Academic journal article Philosophy and Public Policy Quarterly

The Role of Non-Governmental Organizations in the Repatriation of Refugees

Academic journal article Philosophy and Public Policy Quarterly

The Role of Non-Governmental Organizations in the Repatriation of Refugees

Article excerpt

Beginning in 2005, hundreds of Africans, mostly from Sudan and Eritrea, entered Israel across the Egyptian border. They typically paid smugglers in Egypt to take them to the border, where they were able to climb over the border fence. By 2009 about 22,000 non-Jewish individuals without authorization had crossed over into Israel, where the government labeled them "infiltrators" and "illegal work migrants." Of these, 1,250 were from South Sudan. (1) Most of these migrants had left Sudan during or before the Second Sudanese Civil War, fought between the Sudanese government and the South Sudanese People's Liberation Army (SPLA) from 1983 to 2005. By 2012 the number stood at between 700 and 1000. Private organizations provided services to facilitate what they called "voluntary repatriation" back to South Sudan. I evaluate here the moral obligations of these organizations. I will ask whether they were exploitative, negligent, or perhaps complicit in broader Israeli government policies that may have been unjust.

Introduction

In 2008 I founded a student group, Advocates for Asylum, and a website, www.asylumseekers.org, which sought to secure rights for refugees in Israel. In this capacity, I interviewed and engaged in informal conversations with South Sudanese refugees who resided in Tel Aviv, Jerusalem, Eilat, and Arad.

I learned from several of them that nongovernmental organizations (NGOs) offered them assistance to return to South Sudan. It occurred to me that NGOs that helped South Sudanese to go back to a war-torn area did not necessarily serve the interest of these migrants, or, if they did, it was only to offer them a less horrible alternative to forced deportation from or imprisonment in Israel. I wondered whether a more humanitarian course might have included an attempt to legalize the presence of these refugees in Israel.

The Israeli government began a Refugee Status Determination (RSD) procedure for some asylum seekers in 2010, but not for the South Sudanese. According to the 1951 Convention for the Protection of Refugees, all signatory states, including Israel, must interview individuals and provide refugee status to those who can demonstrate that they have been persecuted because of their race, ethnicity, religion, or membership in a social group. South Sudanese, Sudanese, and Eritreans, however, were not allowed to access this procedure; they were given informal "group protection," which essentially consisted of a government decision prior to 2011 not to arrest or deport them but also not to give them legal states as refugees or residents. Special visas were issued, to be renewed every three months. (2)

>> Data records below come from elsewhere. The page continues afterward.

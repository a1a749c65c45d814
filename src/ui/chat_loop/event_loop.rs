use std::{
    error::Error,
    io,
    time::{Duration, Instant},
};

use ratatui::crossterm::event::{self, Event, KeyEventKind};
use ratatui::prelude::Size;
use tokio::sync::mpsc;
use tracing::{debug, info};

use super::keybindings::{route_key, route_mouse, KeyRoute};
use super::lifecycle::{restore_terminal, setup_terminal, ChatTerminal};
use crate::core::app::{
    apply_actions, App, AppAction, AppActionContext, AppActionDispatcher, AppActionEnvelope,
    AppCommand, SendPhase,
};
use crate::core::attachment::encode_file;
use crate::core::chat_stream::{ChatStreamService, StreamMessage, StreamReceiver};
use crate::ui::renderer::ui;

const PULSE_INTERVAL: Duration = Duration::from_millis(300);

#[derive(Debug)]
pub enum UiEvent {
    Crossterm(Event),
}

fn context_for(size: Size) -> AppActionContext {
    AppActionContext {
        term_width: size.width,
        term_height: size.height,
    }
}

fn try_draw_frame(
    app: &mut App,
    terminal: &mut ChatTerminal,
    request_redraw: &mut bool,
    last_draw: &mut Instant,
    frame_duration: Duration,
) -> io::Result<()> {
    if !*request_redraw {
        return Ok(());
    }

    let now = Instant::now();
    if now.duration_since(*last_draw) < frame_duration {
        return Ok(());
    }

    terminal.draw(|f| ui(f, app))?;
    *last_draw = now;
    *request_redraw = false;
    Ok(())
}

pub(crate) fn sanitize_pasted_text(text: &str) -> String {
    let without_crlf = text.replace("\r\n", "\n");
    let without_cr = without_crlf.replace('\r', "\n");
    let expanded_tabs = without_cr.replace('\t', "    ");
    expanded_tabs
        .chars()
        .filter(|&c| c == '\n' || !c.is_control())
        .collect()
}

/// Applies terminal input. Returns whether anything was handled.
fn process_ui_events(
    app: &mut App,
    event_rx: &mut mpsc::UnboundedReceiver<UiEvent>,
    dispatcher: &AppActionDispatcher,
    ctx: AppActionContext,
) -> bool {
    let mut events_processed = false;

    while let Ok(UiEvent::Crossterm(ev)) = event_rx.try_recv() {
        events_processed = true;
        match ev {
            Event::Key(key) if key.kind == KeyEventKind::Press => match route_key(app, key) {
                KeyRoute::Dispatch(actions) => dispatcher.dispatch_many(actions, ctx),
                KeyRoute::Edit => {
                    app.ui.composer.input(tui_textarea::Input::from(key));
                }
                KeyRoute::Ignore => {}
            },
            Event::Mouse(mouse) => {
                if let Some(action) = route_mouse(mouse) {
                    dispatcher.dispatch(action, ctx);
                }
            }
            Event::Paste(text) => {
                let text = sanitize_pasted_text(&text);
                if !text.is_empty() {
                    dispatcher.dispatch(AppAction::InsertIntoInput { text }, ctx);
                }
            }
            _ => {}
        }
    }

    events_processed
}

/// Turns queued stream messages into actions. Adjacent chunks are joined so a
/// burst of fragments costs one fold and one redraw.
fn process_stream_updates(
    dispatcher: &AppActionDispatcher,
    rx: &mut StreamReceiver,
    ctx: AppActionContext,
    current_stream_id: u64,
) -> bool {
    let mut received_any = false;
    let mut actions = Vec::new();
    let mut coalesced_chunks = String::new();

    let flush = |chunks: &mut String, actions: &mut Vec<AppAction>| {
        if !chunks.is_empty() {
            actions.push(AppAction::AppendResponseChunk {
                content: std::mem::take(chunks),
                stream_id: current_stream_id,
            });
        }
    };

    while let Ok((message, msg_stream_id)) = rx.try_recv() {
        if msg_stream_id != current_stream_id {
            debug!(stream_id = msg_stream_id, "dropping message from stale stream");
            continue;
        }
        received_any = true;

        match message {
            StreamMessage::Chunk(content) => coalesced_chunks.push_str(&content),
            StreamMessage::Error(err) => {
                flush(&mut coalesced_chunks, &mut actions);
                actions.push(AppAction::StreamErrored {
                    message: err,
                    stream_id: msg_stream_id,
                });
            }
            StreamMessage::End => {
                flush(&mut coalesced_chunks, &mut actions);
                actions.push(AppAction::StreamCompleted {
                    stream_id: msg_stream_id,
                });
            }
        }
    }
    flush(&mut coalesced_chunks, &mut actions);

    if !actions.is_empty() {
        dispatcher.dispatch_many(actions, ctx);
    }

    received_any
}

fn spawn_attachment_encoder(dispatcher: AppActionDispatcher, path: std::path::PathBuf) {
    tokio::spawn(async move {
        let result = encode_file(&path).await.map_err(|err| err.to_string());
        dispatcher.dispatch(
            AppAction::AttachmentEncoded { path, result },
            AppActionContext::default(),
        );
    });
}

fn drain_action_queue(
    app: &mut App,
    dispatcher: &AppActionDispatcher,
    stream_service: &ChatStreamService,
    action_rx: &mut mpsc::UnboundedReceiver<AppActionEnvelope>,
) -> bool {
    let mut pending = Vec::new();
    while let Ok(envelope) = action_rx.try_recv() {
        pending.push(envelope);
    }

    if pending.is_empty() {
        return false;
    }

    let commands = apply_actions(app, pending);
    for cmd in commands {
        match cmd {
            AppCommand::SpawnStream(params) => stream_service.spawn_stream(params),
            AppCommand::EncodeAttachment(path) => {
                spawn_attachment_encoder(dispatcher.clone(), path)
            }
        }
    }
    true
}

fn spawn_event_reader(event_tx: mpsc::UnboundedSender<UiEvent>) -> tokio::task::JoinHandle<()> {
    tokio::spawn(async move {
        loop {
            if let Ok(true) = event::poll(Duration::from_millis(10)) {
                match event::read() {
                    Ok(ev) => {
                        if event_tx.send(UiEvent::Crossterm(ev)).is_err() {
                            break;
                        }
                    }
                    Err(_) => {
                        continue;
                    }
                }
            } else {
                tokio::task::yield_now().await;
            }
        }
    })
}

pub async fn run_chat(mut app: App) -> Result<(), Box<dyn Error>> {
    info!(model = %app.model(), "chat started");

    let mut terminal = setup_terminal()?;

    let (stream_service, mut stream_rx) = ChatStreamService::new();
    let (action_tx, mut action_rx) = mpsc::unbounded_channel::<AppActionEnvelope>();
    let dispatcher = AppActionDispatcher::new(action_tx);
    let (event_tx, mut event_rx) = mpsc::unbounded_channel::<UiEvent>();
    let event_reader_handle = spawn_event_reader(event_tx);

    const MAX_FPS: u64 = 60;
    let frame_duration = Duration::from_millis(1000 / MAX_FPS);
    let mut last_draw = Instant::now() - frame_duration;
    let mut request_redraw = true;
    let mut last_pulse = Instant::now();

    let result: Result<(), Box<dyn Error>> = 'main_loop: loop {
        if app.ui.exit_requested {
            break 'main_loop Ok(());
        }

        if let Err(err) = try_draw_frame(
            &mut app,
            &mut terminal,
            &mut request_redraw,
            &mut last_draw,
            frame_duration,
        ) {
            break 'main_loop Err(err.into());
        }

        let ctx = context_for(terminal.size().unwrap_or_default());

        let events_processed = process_ui_events(&mut app, &mut event_rx, &dispatcher, ctx);
        let received_any = process_stream_updates(
            &dispatcher,
            &mut stream_rx,
            ctx,
            app.stream.current_stream_id(),
        );
        let actions_applied =
            drain_action_queue(&mut app, &dispatcher, &stream_service, &mut action_rx);

        if events_processed || received_any || actions_applied {
            request_redraw = true;
        }

        let now = Instant::now();
        if app.ui.expire_status(now) {
            request_redraw = true;
        }
        if app.phase() == SendPhase::AwaitingFirstFragment
            && now.duration_since(last_pulse) >= PULSE_INTERVAL
        {
            last_pulse = now;
            request_redraw = true;
        }

        if !events_processed && !received_any && !actions_applied {
            tokio::time::sleep(Duration::from_millis(16)).await;
        }
    };

    event_reader_handle.abort();
    restore_terminal(&mut terminal)?;
    info!("chat ended");

    result
}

Under such "group protection," South Sudanese had few rights. They could not work legally in Israel, although the relevant ruling, Government Decision 2104, (3) was not enforced before 2012. In the southern town of Eilat, the municipal public schools refused admission to non-Jewish African asylum seekers, including all South Sudanese children, a policy that was reversed after the Sudanese left. (4) In addition, all South Sudanese residents throughout Israel were denied medical insurance, (5) and employers often paid them less than minimum wage. (6)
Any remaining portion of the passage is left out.